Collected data
---

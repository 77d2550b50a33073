//! Dataset licence (section 5.2).

use async_trait::async_trait;
use mlcast_common::{AttributesExt, Dataset};
use tracing::debug;

use super::{Check, CheckContext};
use crate::license;
use crate::report::{Report, Status};

const SECTION: &str = "5.2";
const MAX_SUGGESTIONS: usize = 3;
const SUGGESTION_CUTOFF: f64 = 0.6;

pub struct LicensingCheck {
    require_spdx: bool,
    recommended: Vec<String>,
    warn_on_restricted: Vec<String>,
}

impl LicensingCheck {
    pub fn new(require_spdx: bool, recommended: &[&str], warn_on_restricted: &[&str]) -> Self {
        Self {
            require_spdx,
            recommended: recommended.iter().map(|r| r.to_string()).collect(),
            warn_on_restricted: warn_on_restricted.iter().map(|t| t.to_uppercase()).collect(),
        }
    }
}

fn with_suggestions(message: String, value: &str) -> String {
    let suggestions = license::suggest(value, MAX_SUGGESTIONS, SUGGESTION_CUTOFF);
    if suggestions.is_empty() {
        message
    } else {
        format!("{message}. Did you mean: {}?", suggestions.join(", "))
    }
}

#[async_trait]
impl Check for LicensingCheck {
    fn id(&self) -> &str {
        "licensing"
    }

    fn section(&self) -> &str {
        SECTION
    }

    fn describe(&self) -> String {
        format!(
            "SPDX licence{}, recommended: {}",
            if self.require_spdx { " (required)" } else { "" },
            self.recommended.join(", ")
        )
    }

    async fn evaluate(&self, dataset: &Dataset, _ctx: &CheckContext) -> Report {
        let mut report = Report::new();
        let Some(license_id) = dataset.attrs.text("license") else {
            report.add(
                SECTION,
                "License metadata",
                Status::Fail,
                "Missing required 'license' global attribute",
            );
            return report;
        };
        let license_id = license_id.trim();

        let normalized = match license::normalize(license_id) {
            Ok(normalized) => normalized,
            Err(e) => {
                debug!(license = license_id, error = %e, "License did not parse");
                let status = if self.require_spdx { Status::Fail } else { Status::Warning };
                report.add(
                    SECTION,
                    "License compliance",
                    status,
                    with_suggestions(
                        format!("License '{license_id}' is not a valid SPDX expression: {e}"),
                        license_id,
                    ),
                );
                return report;
            }
        };
        debug!(license = license_id, normalized = %normalized, "License parsed");

        let mut recommended = Vec::new();
        for value in &self.recommended {
            match license::normalize(value) {
                Ok(n) => recommended.push(n),
                Err(e) => report.add(
                    SECTION,
                    "License compliance",
                    Status::Warning,
                    with_suggestions(format!("Recommended license '{value}' is not valid SPDX: {e}"), value),
                ),
            }
        }

        let upper = normalized.to_uppercase();
        if recommended.contains(&normalized) {
            report.add(
                SECTION,
                "License compliance",
                Status::Pass,
                format!("License '{normalized}' is recommended and accepted"),
            );
        } else if self.warn_on_restricted.iter().any(|token| upper.contains(token.as_str())) {
            report.add(
                SECTION,
                "License compliance",
                Status::Warning,
                format!("License '{normalized}' has restrictions (NC/ND)"),
            );
        } else {
            report.add(
                SECTION,
                "License compliance",
                Status::Warning,
                format!("License '{normalized}' requires case-by-case review"),
            );
        }
        report
    }
}
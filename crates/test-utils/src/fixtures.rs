//! Common test fixtures for MLCast validator tests.
//!
//! This module provides pre-defined attribute values that represent common
//! scenarios in radar composite datasets.

/// CRS definitions for testing.
pub mod crs {
    /// ETRS89 / LAEA Europe (EPSG:3035) as WKT2, including a BBOX.
    pub const LAEA_EUROPE_WKT: &str = concat!(
        r#"PROJCRS["ETRS89-extended / LAEA Europe","#,
        r#"BASEGEOGCRS["ETRS89",DATUM["European Terrestrial Reference System 1989","#,
        r#"ELLIPSOID["GRS 1980",6378137,298.257222101,LENGTHUNIT["metre",1]]],"#,
        r#"PRIMEM["Greenwich",0,ANGLEUNIT["degree",0.0174532925199433]]],"#,
        r#"CONVERSION["Europe Equal Area 2001",METHOD["Lambert Azimuthal Equal Area",ID["EPSG",9820]],"#,
        r#"PARAMETER["Latitude of natural origin",52,ANGLEUNIT["degree",0.0174532925199433]],"#,
        r#"PARAMETER["Longitude of natural origin",10,ANGLEUNIT["degree",0.0174532925199433]],"#,
        r#"PARAMETER["False easting",4321000,LENGTHUNIT["metre",1]],"#,
        r#"PARAMETER["False northing",3210000,LENGTHUNIT["metre",1]]],"#,
        r#"CS[Cartesian,2],AXIS["northing (Y)",north,LENGTHUNIT["metre",1]],"#,
        r#"AXIS["easting (X)",east,LENGTHUNIT["metre",1]],"#,
        r#"USAGE[SCOPE["Statistical mapping."],BBOX[27.6,-35.58,81.91,44.83]],"#,
        r#"ID["EPSG",3035]]"#
    );

    /// WGS 84 (EPSG:4326) as WKT1, without a BBOX.
    pub const WGS84_WKT1: &str = concat!(
        r#"GEOGCS["WGS 84",DATUM["WGS_1984",SPHEROID["WGS 84",6378137,298.257223563,"#,
        r#"AUTHORITY["EPSG","7030"]],AUTHORITY["EPSG","6326"]],PRIMEM["Greenwich",0],"#,
        r#"UNIT["degree",0.0174532925199433],AUTHORITY["EPSG","4326"]]"#
    );

    /// Truncated WKT with unbalanced brackets.
    pub const BROKEN_WKT: &str = r#"PROJCRS["broken",BASEGEOGCRS["ETRS89""#;
}

/// MLCast provenance attribute values for testing.
pub mod provenance {
    pub const CREATED_ON: &str = "2025-01-15T10:00:00Z";
    pub const CREATED_BY: &str = "Jane Doe <jane.doe@example.org>";
    pub const CREATED_WITH: &str =
        "https://github.com/mlcast-community/mlcast-dataset-dk-dmi-radar@v0.1.0";
    pub const DATASET_VERSION: &str = "0.1.0";
    pub const SOURCE_ORG_ID: &str = "DK-DMI";

    /// Repository path of [`CREATED_WITH`].
    pub const REPOSITORY: (&str, &str) = ("mlcast-community", "mlcast-dataset-dk-dmi-radar");
    /// Revision of [`CREATED_WITH`].
    pub const REVISION: &str = "v0.1.0";
}

/// Common time values for testing.
pub mod time {
    /// Epoch of the fixture time coordinates.
    pub const EPOCH: &str = "2020-01-01 00:00:00";

    /// Time units of the fixture time coordinates.
    pub const UNITS: &str = "minutes since 2020-01-01 00:00:00";

    /// Hourly steps covering a little over three years.
    pub const THREE_YEARS_HOURLY: usize = 3 * 8766 + 240;
}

---

== Work instruction ==
Using the data above, extract exactly the lines from the one that holds "let status = if" to the one that holds "including a BBOX.", both ends included, and no others.

== Exercise result ==
                let status = if self.require_spdx { Status::Fail } else { Status::Warning };
                report.add(
                    SECTION,
                    "License compliance",
                    status,
                    with_suggestions(
                        format!("License '{license_id}' is not a valid SPDX expression: {e}"),
                        license_id,
                    ),
                );
                return report;
            }
        };
        debug!(license = license_id, normalized = %normalized, "License parsed");

        let mut recommended = Vec::new();
        for value in &self.recommended {
            match license::normalize(value) {
                Ok(n) => recommended.push(n),
                Err(e) => report.add(
                    SECTION,
                    "License compliance",
                    Status::Warning,
                    with_suggestions(format!("Recommended license '{value}' is not valid SPDX: {e}"), value),
                ),
            }
        }

        let upper = normalized.to_uppercase();
        if recommended.contains(&normalized) {
            report.add(
                SECTION,
                "License compliance",
                Status::Pass,
                format!("License '{normalized}' is recommended and accepted"),
            );
        } else if self.warn_on_restricted.iter().any(|token| upper.contains(token.as_str())) {
            report.add(
                SECTION,
                "License compliance",
                Status::Warning,
                format!("License '{normalized}' has restrictions (NC/ND)"),
            );
        } else {
            report.add(
                SECTION,
                "License compliance",
                Status::Warning,
                format!("License '{normalized}' requires case-by-case review"),
            );
        }
        report
    }
}
filename crates/test-utils/src/fixtures.rs
//! Common test fixtures for MLCast validator tests.
//!
//! This module provides pre-defined attribute values that represent common
//! scenarios in radar composite datasets.

/// CRS definitions for testing.
pub mod crs {
    /// ETRS89 / LAEA Europe (EPSG:3035) as WKT2, including a BBOX.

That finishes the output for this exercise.